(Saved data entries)
++++++

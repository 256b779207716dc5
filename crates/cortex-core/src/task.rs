//! Task domain model.

use serde::{Deserialize, Serialize};

/// Lifecycle status of a task.
#[derive(Debug, Clone, Copy, PartialEq, Eq, Serialize, Deserialize)]
#[serde(rename_all = "snake_case")]
pub enum TaskStatus {
    Todo,
    InProgress,
    Completed,
    Cancelled,
}

impl TaskStatus {
    /// Wire representation used by the API.
    pub fn as_str(&self) -> &'static str {
        match self {
            Self::Todo => "todo",
            Self::InProgress => "in_progress",
            Self::Completed => "completed",
            Self::Cancelled => "cancelled",
        }
    }
}

/// A task as returned by the API.
#[derive(Debug, Clone, PartialEq, Serialize, Deserialize)]
pub struct Task {
    pub id: i64,
    pub title: String,
    #[serde(default)]
    pub description: Option<String>,
    pub status: TaskStatus,
    #[serde(default = "default_priority")]
    pub priority: String,
    #[serde(default)]
    pub due_date: Option<String>,
    /// ISO 8601 creation timestamp
    #[serde(default)]
    pub created_at: String,
    /// ISO 8601 last-update timestamp
    #[serde(default)]
    pub updated_at: String,
    #[serde(default)]
    pub completed_at: Option<String>,
}

fn default_priority() -> String {
    "medium".to_string()
}

/// Payload for creating a task.
#[derive(Debug, Clone, Serialize, Deserialize)]
pub struct TaskDraft {
    pub title: String,
    #[serde(default, skip_serializing_if = "Option::is_none")]
    pub description: Option<String>,
    #[serde(default = "default_priority")]
    pub priority: String,
    #[serde(default, skip_serializing_if = "Option::is_none")]
    pub due_date: Option<String>,
}

impl TaskDraft {
    /// Creates a draft with a title and medium priority.
    pub fn titled(title: impl Into<String>) -> Self {
        Self {
            title: title.into(),
            description: None,
            priority: default_priority(),
            due_date: None,
        }
    }
}
//! Error types for BPE tokenizer and trainer operations.

use std::path::PathBuf;

use indicatif::style::TemplateError;
use thiserror::Error;

use crate::types::TokenId;

pub type Result<T> = std::result::Result<T, Error>;

/// Top-level error returned by the public API.
#[derive(Error, Debug)]
pub enum Error {
    #[error(transparent)]
    Config(#[from] ConfigError),

    #[error(transparent)]
    Train(#[from] TrainError),

    #[error(transparent)]
    TokenizerInit(#[from] TokenizerInitError),

    #[error(transparent)]
    Encode(#[from] EncodeError),

    #[error(transparent)]
    Decode(#[from] DecodeError),

    #[error(transparent)]
    Artifact(#[from] ArtifactError),

    #[error(transparent)]
    Batch(#[from] BatchError),
}

/// Invalid trainer or pretokenizer configuration.
#[derive(Error, Debug, PartialEq, Eq)]
pub enum ConfigError {
    #[error("vocab_size must be positive")]
    ZeroVocabSize,

    #[error("vocab_size={requested} < initial vocab size {initial}")]
    VocabBelowInitial { requested: usize, initial: usize },

    #[error("special tokens must not be empty strings")]
    EmptySpecialToken,
}

/// Errors that can occur during training.
#[derive(Error, Debug)]
pub enum TrainError {
    /// Corpus file could not be read.
    #[error("failed to read corpus {path}: {source}")]
    Corpus {
        path: PathBuf,
        source: std::io::Error,
    },

    /// Progress bar template string was invalid.
    #[error("template parsing failed: {0}")]
    ProgressBarSetup(#[from] TemplateError),
}

/// Errors that can occur when initializing a tokenizer.
#[derive(Error, Debug)]
pub enum TokenizerInitError {
    /// The special-token pattern failed to compile.
    #[error("invalid special-token pattern: {0}")]
    InvalidPattern(#[from] Box<fancy_regex::Error>),

    /// A byte id is missing or does not map to its own byte.
    #[error("vocab id {0} must map to the single byte {0}")]
    MissingByteToken(u8),

    /// A merge rule references bytes with no vocabulary entry.
    #[error("merge rule {index} references a token missing from the vocab: {token:?}")]
    UnknownMergeToken { index: usize, token: Vec<u8> },

    /// A configured special token has no vocabulary entry.
    #[error("special token {0:?} is not in the vocab")]
    UnknownSpecialToken(String),
}

/// Errors that can occur during text encoding.
#[derive(Error, Debug)]
pub enum EncodeError {
    /// Regex engine failed while locating special tokens.
    #[error("regex match failed: {0}")]
    RegexMatch(String),

    /// A merged symbol has no id; the vocab and merges are inconsistent.
    #[error("symbol missing from vocab: {0:?}")]
    UnknownSymbol(Vec<u8>),
}

/// Errors that can occur during token decoding.
#[derive(Error, Debug, PartialEq, Eq)]
pub enum DecodeError {
    /// Token ID not found in vocabulary.
    #[error("unknown token id: {0}")]
    UnknownToken(TokenId),
}

/// Errors reading or writing vocab/merges artifacts.
#[derive(Error, Debug)]
pub enum ArtifactError {
    #[error("IO error at {path}: {source}")]
    Io {
        path: PathBuf,
        source: std::io::Error,
    },

    #[error("malformed JSON in {path}: {source}")]
    Json {
        path: PathBuf,
        source: serde_json::Error,
    },

    #[error("serde_json error: {0}")]
    SerdeJson(#[from] serde_json::Error),

    /// A token string holds a code point outside U+0000..=U+00FF.
    #[error("character {0:?} does not encode a byte")]
    NonByteChar(char),
}

/// Errors sampling training batches.
#[derive(Error, Debug, PartialEq, Eq)]
pub enum BatchError {
    #[error("dataset too small (len={len}) for context_length={context_length}")]
    DatasetTooSmall { len: usize, context_length: usize },
}

impl From<fancy_regex::Error> for TokenizerInitError {
    fn from(e: fancy_regex::Error) -> Self {
        Self::InvalidPattern(Box::new(e))
    }
}
//! Python bindings, exposed as the `_bytepair` extension module.

use pyo3::exceptions::PyValueError;
use pyo3::prelude::*;

use crate::serializer::save_vocab_and_merges;
use crate::trainer::{train_bpe_from_file, TrainerConfig};
use crate::types::TokenId;
use crate::Tokenizer;

fn to_py_err(e: impl std::fmt::Display) -> PyErr {
    PyValueError::new_err(e.to_string())
}

/// Python wrapper for [`Tokenizer`].
#[pyclass(name = "Tokenizer")]
pub struct PyTokenizer {
    inner: Tokenizer,
}

#[pymethods]
impl PyTokenizer {
    #[staticmethod]
    #[pyo3(signature = (vocab_path, merges_path, special_tokens = None))]
    fn from_files(
        vocab_path: &str,
        merges_path: &str,
        special_tokens: Option<Vec<String>>,
    ) -> PyResult<Self> {
        let special_tokens = special_tokens.unwrap_or_default();
        let inner =
            Tokenizer::from_files(vocab_path, merges_path, &special_tokens).map_err(to_py_err)?;
        Ok(Self { inner })
    }

    fn encode(&self, py: Python<'_>, text: &str) -> PyResult<Vec<TokenId>> {
        py.allow_threads(|| self.inner.encode(text)).map_err(to_py_err)
    }

    fn decode(&self, ids: Vec<TokenId>) -> PyResult<String> {
        self.inner.decode(&ids).map_err(to_py_err)
    }

    fn vocab_size(&self) -> usize {
        self.inner.vocab_size()
    }
}

/// Trains on the file at `input_path` and writes the artifacts.
///
/// Returns `(vocab_size, num_merges)`.
#[pyfunction]
#[pyo3(signature = (input_path, vocab_size, special_tokens, vocab_path, merges_path))]
fn train_bpe(
    py: Python<'_>,
    input_path: &str,
    vocab_size: usize,
    special_tokens: Vec<String>,
    vocab_path: &str,
    merges_path: &str,
) -> PyResult<(usize, usize)> {
    let config = TrainerConfig::new(vocab_size, special_tokens);
    let out = py
        .allow_threads(|| train_bpe_from_file(input_path, &config))
        .map_err(to_py_err)?;
    save_vocab_and_merges(&out.vocab, &out.merges, vocab_path, merges_path).map_err(to_py_err)?;
    Ok((out.vocab.len(), out.merges.len()))
}

#[pymodule]
fn _bytepair(m: &Bound<'_, PyModule>) -> PyResult<()> {
    m.add_class::<PyTokenizer>()?;
    m.add_function(wrap_pyfunction!(train_bpe, m)?)?;
    Ok(())
}
//! Byte-level BPE training.
//!
//! The corpus is split into pretokens, aggregated into a word/frequency
//! table, and then repeatedly merged: each step picks the most frequent
//! adjacent symbol pair, records it as a merge rule, rewrites every word and
//! recounts all pairs from scratch.
//!
//! Ties between equally frequent pairs go to the pair that is greatest when
//! compared as `(left bytes, right bytes)`. Changing this rule changes the
//! trained vocabulary.

use std::{
    cmp::Ordering,
    collections::HashMap,
    fs,
    ops::ControlFlow,
    path::Path,
    time::Duration,
};

use indicatif::{style::TemplateError, ProgressBar, ProgressDrawTarget, ProgressStyle};
use log::{debug, info};
use serde::{Deserialize, Serialize};

use crate::{
    error::{ConfigError, Result, TrainError},
    pretokenizer::Pretokenizer,
    types::{byte_vocab, MergeRule, Token, TokenFreq, TokenId, Vocab, BYTE_VOCAB_SIZE},
};

/// Pairs seen fewer times than this are never merged.
const MIN_MERGE_FREQ: TokenFreq = 2;

/// Index of an interned symbol (a distinct byte string) inside the trainer.
type SymbolId = usize;

/// Training hyperparameters.
#[derive(Debug, Clone, PartialEq, Eq, Serialize, Deserialize)]
pub struct TrainerConfig {
    /// Target vocabulary size, including the 256 bytes and special tokens.
    pub vocab_size: usize,
    /// Tokens kept atomic; assigned ids right after the bytes, in order.
    #[serde(default)]
    pub special_tokens: Vec<String>,
    /// Render a progress bar over the merge budget.
    #[serde(default)]
    pub show_progress: bool,
}

impl TrainerConfig {
    pub fn new(vocab_size: usize, special_tokens: Vec<String>) -> Self {
        Self {
            vocab_size,
            special_tokens,
            show_progress: false,
        }
    }

    pub fn with_progress(mut self, show_progress: bool) -> Self {
        self.show_progress = show_progress;
        self
    }

    /// Size of the vocabulary before any merge: the bytes plus every special
    /// token whose bytes are not already present.
    pub fn initial_vocab_size(&self) -> usize {
        initial_vocab(&self.special_tokens).len()
    }

    /// Checks the configuration before any corpus is read.
    ///
    /// # Errors
    ///
    /// Returns a [`ConfigError`] if `vocab_size` is zero, any special token is
    /// empty, or `vocab_size` is below [`Self::initial_vocab_size`].
    pub fn validate(&self) -> std::result::Result<(), ConfigError> {
        if self.vocab_size == 0 {
            return Err(ConfigError::ZeroVocabSize);
        }
        if self.special_tokens.iter().any(String::is_empty) {
            return Err(ConfigError::EmptySpecialToken);
        }
        let initial = self.initial_vocab_size();
        if self.vocab_size < initial {
            return Err(ConfigError::VocabBelowInitial {
                requested: self.vocab_size,
                initial,
            });
        }
        Ok(())
    }
}

/// Why the merge loop ended.
#[derive(Debug, Clone, Copy, PartialEq, Eq, Serialize, Deserialize)]
pub enum StopReason {
    /// The vocabulary reached the requested size.
    TargetReached,
    /// No word had two or more symbols left.
    NoPairs,
    /// The most frequent pair occurred fewer than two times.
    BelowMinFrequency,
}

/// Result of a training run.
#[derive(Debug, Clone, PartialEq, Eq)]
pub struct TrainOutput {
    pub vocab: Vocab,
    /// Merge rules in creation order.
    pub merges: Vec<MergeRule>,
    pub stop_reason: StopReason,
}

/// Candidate pair scored for selection.
///
/// Orders by frequency, then by the pair's bytes so that the maximum is the
/// most frequent pair with the lexicographically greatest `(left, right)`.
#[derive(Debug, PartialEq, Eq)]
struct PairScore<'a> {
    freq: TokenFreq,
    left: &'a [u8],
    right: &'a [u8],
    pair: (SymbolId, SymbolId),
}

impl PartialOrd for PairScore<'_> {
    fn partial_cmp(&self, other: &Self) -> Option<Ordering> {
        Some(self.cmp(other))
    }
}

impl Ord for PairScore<'_> {
    fn cmp(&self, other: &Self) -> Ordering {
        self.freq
            .cmp(&other.freq)
            .then_with(|| self.left.cmp(other.left))
            .then_with(|| self.right.cmp(other.right))
    }
}

/// BPE training state.
///
/// Symbols are interned by their bytes so that two merges producing the same
/// byte string yield the same symbol, exactly as if words held raw bytes.
/// The word and pair tables are rebuilt into fresh maps after every merge.
#[derive(Debug)]
pub struct BpeTrainer {
    config: TrainerConfig,
    pretokenizer: Pretokenizer,

    /// Interned symbol bytes, indexed by [`SymbolId`]. Ids 0-255 are the bytes.
    symbols: Vec<Token>,
    symbol_ids: HashMap<Token, SymbolId>,

    /// Symbol sequence -> number of occurrences in the corpus.
    words: HashMap<Vec<SymbolId>, TokenFreq>,

    /// Adjacent pair -> summed frequency over all words.
    pair_freqs: HashMap<(SymbolId, SymbolId), TokenFreq>,

    vocab: Vocab,
    next_id: TokenId,

    /// History of merges in creation order.
    merges: Vec<MergeRule>,
}

impl BpeTrainer {
    /// Creates a trainer with the byte vocabulary and special tokens in place.
    ///
    /// # Errors
    ///
    /// Returns a [`ConfigError`] if the configuration is invalid.
    pub fn new(config: TrainerConfig) -> Result<Self> {
        config.validate()?;
        let pretokenizer = Pretokenizer::new(config.special_tokens.as_slice())?;

        let vocab = initial_vocab(&config.special_tokens);
        let next_id = next_free_id(&vocab);

        let symbols: Vec<Token> = (0..=u8::MAX).map(|b| vec![b]).collect();
        let symbol_ids = symbols
            .iter()
            .enumerate()
            .map(|(id, bytes)| (bytes.clone(), id))
            .collect();

        Ok(Self {
            config,
            pretokenizer,
            symbols,
            symbol_ids,
            words: HashMap::new(),
            pair_freqs: HashMap::new(),
            vocab,
            next_id,
            merges: Vec::new(),
        })
    }

    /// Adds the pretokens of `text` to the word table.
    ///
    /// May be called several times before [`Self::train`]; counts accumulate.
    pub fn feed(&mut self, text: &str) -> Result<()> {
        for pretoken in self.pretokenizer.pretokens(text) {
            let pretoken = pretoken?;
            let word = if pretoken.special {
                vec![intern(
                    &mut self.symbols,
                    &mut self.symbol_ids,
                    pretoken.as_bytes(),
                )]
            } else {
                pretoken.as_bytes().iter().map(|&b| SymbolId::from(b)).collect()
            };
            *self.words.entry(word).or_insert(0) += 1;
        }
        self.pair_freqs = count_pairs(&self.words);
        Ok(())
    }

    /// Runs the merge loop until the target size or an early stop.
    ///
    /// # Errors
    ///
    /// Returns [`TrainError::ProgressBarSetup`] if the progress bar cannot be
    /// styled.
    pub fn train(mut self) -> Result<TrainOutput> {
        let budget = self.config.vocab_size.saturating_sub(self.vocab.len());
        let pb = progress_bar(budget as u64, "Training merges", self.config.show_progress)
            .map_err(TrainError::from)?;

        let mut stop_reason = StopReason::TargetReached;
        while self.vocab.len() < self.config.vocab_size {
            if let ControlFlow::Break(reason) = self.merge_step() {
                stop_reason = reason;
                break;
            }
            pb.inc(1);
        }
        pb.finish_and_clear();

        info!(
            "completed {} merges; vocab size {}; stop reason {:?}",
            self.merges.len(),
            self.vocab.len(),
            stop_reason
        );

        Ok(TrainOutput {
            vocab: self.vocab,
            merges: self.merges,
            stop_reason,
        })
    }

    /// Performs one merge operation.
    ///
    /// Returns `Break` with the reason when no eligible pair is left.
    fn merge_step(&mut self) -> ControlFlow<StopReason> {
        let Some((pair, freq)) = self.best_pair() else {
            return ControlFlow::Break(StopReason::NoPairs);
        };
        if freq < MIN_MERGE_FREQ {
            return ControlFlow::Break(StopReason::BelowMinFrequency);
        }

        let rule = MergeRule::new(self.symbols[pair.0].clone(), self.symbols[pair.1].clone());
        let merged = rule.merged();
        let merged_sym = intern(&mut self.symbols, &mut self.symbol_ids, &merged);

        let new_id = self.next_id;
        self.next_id += 1;

        debug!(
            "merging pair ({:?}, {:?}) x{} -> token {}",
            String::from_utf8_lossy(&rule.left),
            String::from_utf8_lossy(&rule.right),
            freq,
            new_id
        );

        self.vocab.insert(new_id, merged);
        self.merges.push(rule);

        // rebuild both tables; nothing carries over from the previous step.
        let mut words: HashMap<Vec<SymbolId>, TokenFreq> = HashMap::with_capacity(self.words.len());
        for (word, freq) in &self.words {
            let rewritten = merge_word(word, pair, merged_sym);
            *words.entry(rewritten).or_insert(0) += *freq;
        }
        self.pair_freqs = count_pairs(&words);
        self.words = words;

        ControlFlow::Continue(())
    }

    /// Most frequent pair under the byte-wise tie-break, with its count.
    fn best_pair(&self) -> Option<((SymbolId, SymbolId), TokenFreq)> {
        self.pair_freqs
            .iter()
            .map(|(&pair, &freq)| PairScore {
                freq,
                left: &self.symbols[pair.0],
                right: &self.symbols[pair.1],
                pair,
            })
            .max()
            .map(|score| (score.pair, score.freq))
    }
}

/// Trains a tokenizer on an in-memory corpus.
///
/// # Example
///
/// ```
/// use bytepair::{train_bpe, TrainerConfig};
///
/// let cfg = TrainerConfig::new(259, vec![]);
/// let out = train_bpe("aaabdaaabac", &cfg).unwrap();
/// assert_eq!(out.merges.len(), 3);
/// assert_eq!(out.merges[0].left, b"a".to_vec());
/// ```
pub fn train_bpe(text: &str, config: &TrainerConfig) -> Result<TrainOutput> {
    let mut trainer = BpeTrainer::new(config.clone())?;
    trainer.feed(text)?;
    trainer.train()
}

/// Reads a UTF-8 corpus file and trains on its contents.
pub fn train_bpe_from_file(path: impl AsRef<Path>, config: &TrainerConfig) -> Result<TrainOutput> {
    let path = path.as_ref();
    config.validate()?;
    let text = fs::read_to_string(path).map_err(|source| TrainError::Corpus {
        path: path.to_path_buf(),
        source,
    })?;
    info!("read {} bytes of corpus from {}", text.len(), path.display());
    train_bpe(&text, config)
}

/// Byte vocabulary followed by the special tokens that are not yet present.
fn initial_vocab(special_tokens: &[String]) -> Vocab {
    let mut vocab = byte_vocab();
    let mut next_id = BYTE_VOCAB_SIZE as TokenId;
    for token in special_tokens {
        let bytes = token.as_bytes();
        if vocab.values().any(|existing| existing.as_slice() == bytes) {
            continue;
        }
        vocab.insert(next_id, bytes.to_vec());
        next_id += 1;
    }
    vocab
}

fn next_free_id(vocab: &Vocab) -> TokenId {
    vocab.keys().next_back().map_or(0, |&id| id + 1)
}

fn intern(
    symbols: &mut Vec<Token>,
    symbol_ids: &mut HashMap<Token, SymbolId>,
    bytes: &[u8],
) -> SymbolId {
    if let Some(&id) = symbol_ids.get(bytes) {
        return id;
    }
    let id = symbols.len();
    symbols.push(bytes.to_vec());
    symbol_ids.insert(bytes.to_vec(), id);
    id
}

fn count_pairs(
    words: &HashMap<Vec<SymbolId>, TokenFreq>,
) -> HashMap<(SymbolId, SymbolId), TokenFreq> {
    let mut pair_freqs = HashMap::new();
    for (word, &freq) in words {
        for window in word.windows(2) {
            *pair_freqs.entry((window[0], window[1])).or_insert(0) += freq;
        }
    }
    pair_freqs
}

/// Replaces every non-overlapping occurrence of `pair`, scanning left to right.
fn merge_word(word: &[SymbolId], pair: (SymbolId, SymbolId), merged: SymbolId) -> Vec<SymbolId> {
    let mut out = Vec::with_capacity(word.len());
    let mut i = 0;
    while i < word.len() {
        if i + 1 < word.len() && word[i] == pair.0 && word[i + 1] == pair.1 {
            out.push(merged);
            i += 2;
        } else {
            out.push(word[i]);
            i += 1;
        }
    }
    out
}

/// Creates a styled progress bar, hidden unless `show` is set.
///
/// # Errors
///
/// Returns a [`TemplateError`] if the progress bar style template is invalid.
fn progress_bar(size: u64, msg: &str, show: bool) -> std::result::Result<ProgressBar, TemplateError> {
    let pb = ProgressBar::new(size);
    if !show {
        // create dummy progress bar and force to not render
        pb.set_draw_target(ProgressDrawTarget::hidden());
        return Ok(pb);
    }

    let style = ProgressStyle::default_bar()
        .template("[{elapsed_precise}] {msg:<20!} {wide_bar} {pos}/{len}")?;
    pb.set_style(style);
    pb.set_message(msg.to_owned());
    pb.enable_steady_tick(Duration::from_secs(1));
    Ok(pb)
}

++++++

Assignment:
From the records above, return each line that has the string "during".

Solution:
/// Errors that can occur during training.
/// Errors that can occur during text encoding.
/// Errors that can occur during token decoding.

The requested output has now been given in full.